[Saved data entries]
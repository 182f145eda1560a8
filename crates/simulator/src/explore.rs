//! Consistency exploration: the same program under many seeds.

use crate::{Simulator, SimulatorError};
use serde::Serialize;
use tracing::{debug, info};
use transducer_types::Database;

/// A quiescent output and the runs that reached it.
#[derive(Debug, Clone, PartialEq, Eq, Serialize)]
pub struct Outcome {
    /// The quiescent output.
    pub output: Database,
    /// Seeds of the runs that quiesced at this output.
    pub seeds: Vec<u64>,
}

/// Distinct quiescent outputs observed across an exploration.
#[derive(Debug, Clone, PartialEq, Eq, Serialize)]
pub struct ConsistencyReport {
    /// Name of the explored program.
    pub program: String,
    /// Number of runs.
    pub runs: usize,
    /// Step bound of each run.
    pub max_steps: usize,
    /// Outcomes in the order they were first observed.
    pub outcomes: Vec<Outcome>,
    /// Seeds of runs that hit the step bound.
    pub unquiesced: Vec<u64>,
}

impl ConsistencyReport {
    /// Whether exactly one quiescent output was observed.
    pub fn is_consistent(&self) -> bool {
        self.outcomes.len() == 1
    }
}

impl Simulator {
    /// Run the configured program once per seed `seed..seed + runs` and
    /// group the runs by quiescent output.
    pub fn explore(&self) -> Result<ConsistencyReport, SimulatorError> {
        let config = self.config();
        if config.runs == 0 {
            return Err(SimulatorError::NoRuns);
        }

        let mut outcomes: Vec<Outcome> = Vec::new();
        let mut unquiesced = Vec::new();

        for run in 0..config.runs {
            let seed = config.seed_for_run(run);
            let report = self.run_with_seed(seed)?;
            debug!(seed, steps = report.steps, "Exploration run finished");

            let Some(output) = report.output else {
                unquiesced.push(seed);
                continue;
            };
            match outcomes.iter_mut().find(|o| o.output == output) {
                Some(outcome) => outcome.seeds.push(seed),
                None => outcomes.push(Outcome {
                    output,
                    seeds: vec![seed],
                }),
            }
        }

        info!(
            program = %config.program,
            runs = config.runs,
            outputs = outcomes.len(),
            unquiesced = unquiesced.len(),
            "Exploration finished"
        );

        Ok(ConsistencyReport {
            program: config.program.to_string(),
            runs: config.runs,
            max_steps: config.max_steps,
            outcomes,
            unquiesced,
        })
    }
}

WORK ORDER
With "self" as the search string, filter the records and return each line that has it.

SOLUTION TO THIS TASK
    pub fn is_consistent(&self) -> bool {
        self.outcomes.len() == 1
    pub fn explore(&self) -> Result<ConsistencyReport, SimulatorError> {
        let config = self.config();
            let report = self.run_with_seed(seed)?;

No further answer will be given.